(Items from a data source)
Content starts

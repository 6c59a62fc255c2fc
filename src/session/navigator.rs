//! Scene navigation state machine.
//!
//! State is a plain [`SceneState`] value passed into and returned from the transition
//! functions; there is no ambient current scene.

use crate::scene::model::SceneKind;

/// Current scene index. Always `>= 0` by construction.
#[derive(Clone, Copy, Debug, Default, PartialEq, Eq, PartialOrd, Ord, Hash, serde::Serialize)]
#[serde(transparent)]
pub struct SceneState(usize);

impl SceneState {
    pub const INITIAL: Self = Self(0);

    /// Direct placement, the only way past the last chart scene.
    pub fn at(index: usize) -> Self {
        Self(index)
    }

    pub fn index(self) -> usize {
        self.0
    }

    /// Unbounded increment.
    pub fn next(self) -> Self {
        Self(self.0.saturating_add(1))
    }

    /// Decrement, clamped at 0.
    pub fn previous(self) -> Self {
        Self(self.0.saturating_sub(1))
    }

    pub fn kind(self) -> SceneKind {
        SceneKind::for_index(self.0)
    }
}

/// Navigation input from the UI.
#[derive(Clone, Copy, Debug, PartialEq, Eq, serde::Serialize, serde::Deserialize)]
#[serde(rename_all = "snake_case")]
pub enum NavEvent {
    Next,
    Previous,
}

impl std::str::FromStr for NavEvent {
    type Err = String;

    fn from_str(s: &str) -> Result<Self, Self::Err> {
        match s.trim().to_ascii_lowercase().as_str() {
            "next" | "n" => Ok(Self::Next),
            "previous" | "prev" | "p" => Ok(Self::Previous),
            other => Err(format!("unknown navigation event '{other}'")),
        }
    }
}

/// Which navigation buttons the UI should enable.
#[derive(Clone, Copy, Debug, PartialEq, Eq, serde::Serialize)]
pub struct Affordances {
    pub previous_enabled: bool,
    pub next_enabled: bool,
}

impl Affordances {
    /// "previous" is off at the first scene; "next" is off exactly at the last chart scene.
    pub fn for_state(state: SceneState) -> Self {
        Self {
            previous_enabled: state.index() != 0,
            next_enabled: state.index() != SceneKind::LAST_CHART_INDEX,
        }
    }
}

/// Result of applying one event.
#[derive(Clone, Copy, Debug, PartialEq, Eq, serde::Serialize)]
pub struct Transition {
    pub from: SceneState,
    pub to: SceneState,
    pub scene: SceneKind,
    pub affordances: Affordances,
}

impl Transition {
    pub fn changed(&self) -> bool {
        self.from != self.to
    }
}

/// Apply `event` to `state`.
///
/// `Next` is applied even when the "next" affordance is disabled, so callers that bypass the
/// UI can still reach the placeholder scene.
pub fn apply(state: SceneState, event: NavEvent) -> Transition {
    let to = match event {
        NavEvent::Next => state.next(),
        NavEvent::Previous => state.previous(),
    };
    let transition = Transition {
        from: state,
        to,
        scene: to.kind(),
        affordances: Affordances::for_state(to),
    };
    tracing::debug!(
        ?event,
        from = state.index(),
        to = to.index(),
        scene = ?transition.scene,
        "scene transition"
    );
    transition
}

#[cfg(test)]
#[path = "../../tests/unit/session/navigator.rs"]
mod tests;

Content ends

## [WHAT THE EXERCISE ASKS]
I'd like the entries above reproduced in full, exactly as they stand.

## [YOUR RESPONSE]
repository 6c59a62fc255c2fc
filename src/session/navigator.rs
//! Scene navigation state machine.
//!
//! State is a plain [`SceneState`] value passed into and returned from the transition
//! functions; there is no ambient current scene.

use crate::scene::model::SceneKind;

/// Current scene index. Always `>= 0` by construction.
#[derive(Clone, Copy, Debug, Default, PartialEq, Eq, PartialOrd, Ord, Hash, serde::Serialize)]
#[serde(transparent)]
pub struct SceneState(usize);

impl SceneState {
    pub const INITIAL: Self = Self(0);

    /// Direct placement, the only way past the last chart scene.
    pub fn at(index: usize) -> Self {
        Self(index)
    }

    pub fn index(self) -> usize {
        self.0
    }

    /// Unbounded increment.
    pub fn next(self) -> Self {
        Self(self.0.saturating_add(1))
    }

    /// Decrement, clamped at 0.
    pub fn previous(self) -> Self {
        Self(self.0.saturating_sub(1))
    }

    pub fn kind(self) -> SceneKind {
        SceneKind::for_index(self.0)
    }
}

/// Navigation input from the UI.
#[derive(Clone, Copy, Debug, PartialEq, Eq, serde::Serialize, serde::Deserialize)]
#[serde(rename_all = "snake_case")]
pub enum NavEvent {
    Next,
    Previous,
}

impl std::str::FromStr for NavEvent {
    type Err = String;

    fn from_str(s: &str) -> Result<Self, Self::Err> {
        match s.trim().to_ascii_lowercase().as_str() {
            "next" | "n" => Ok(Self::Next),
            "previous" | "prev" | "p" => Ok(Self::Previous),
            other => Err(format!("unknown navigation event '{other}'")),
        }
    }
}

/// Which navigation buttons the UI should enable.
#[derive(Clone, Copy, Debug, PartialEq, Eq, serde::Serialize)]
pub struct Affordances {
    pub previous_enabled: bool,
    pub next_enabled: bool,
}

impl Affordances {
    /// "previous" is off at the first scene; "next" is off exactly at the last chart scene.
    pub fn for_state(state: SceneState) -> Self {
        Self {
            previous_enabled: state.index() != 0,
            next_enabled: state.index() != SceneKind::LAST_CHART_INDEX,
        }
    }
}

/// Result of applying one event.
#[derive(Clone, Copy, Debug, PartialEq, Eq, serde::Serialize)]
pub struct Transition {
    pub from: SceneState,
    pub to: SceneState,
    pub scene: SceneKind,
    pub affordances: Affordances,
}

impl Transition {
    pub fn changed(&self) -> bool {
        self.from != self.to
    }
}

/// Apply `event` to `state`.
///
/// `Next` is applied even when the "next" affordance is disabled, so callers that bypass the
/// UI can still reach the placeholder scene.
pub fn apply(state: SceneState, event: NavEvent) -> Transition {
    let to = match event {
        NavEvent::Next => state.next(),
        NavEvent::Previous => state.previous(),
    };
    let transition = Transition {
        from: state,
        to,
        scene: to.kind(),
        affordances: Affordances::for_state(to),
    };
    tracing::debug!(
        ?event,
        from = state.index(),
        to = to.index(),
        scene = ?transition.scene,
        "scene transition"
    );
    transition
}

#[cfg(test)]
#[path = "../../tests/unit/session/navigator.rs"]
mod tests;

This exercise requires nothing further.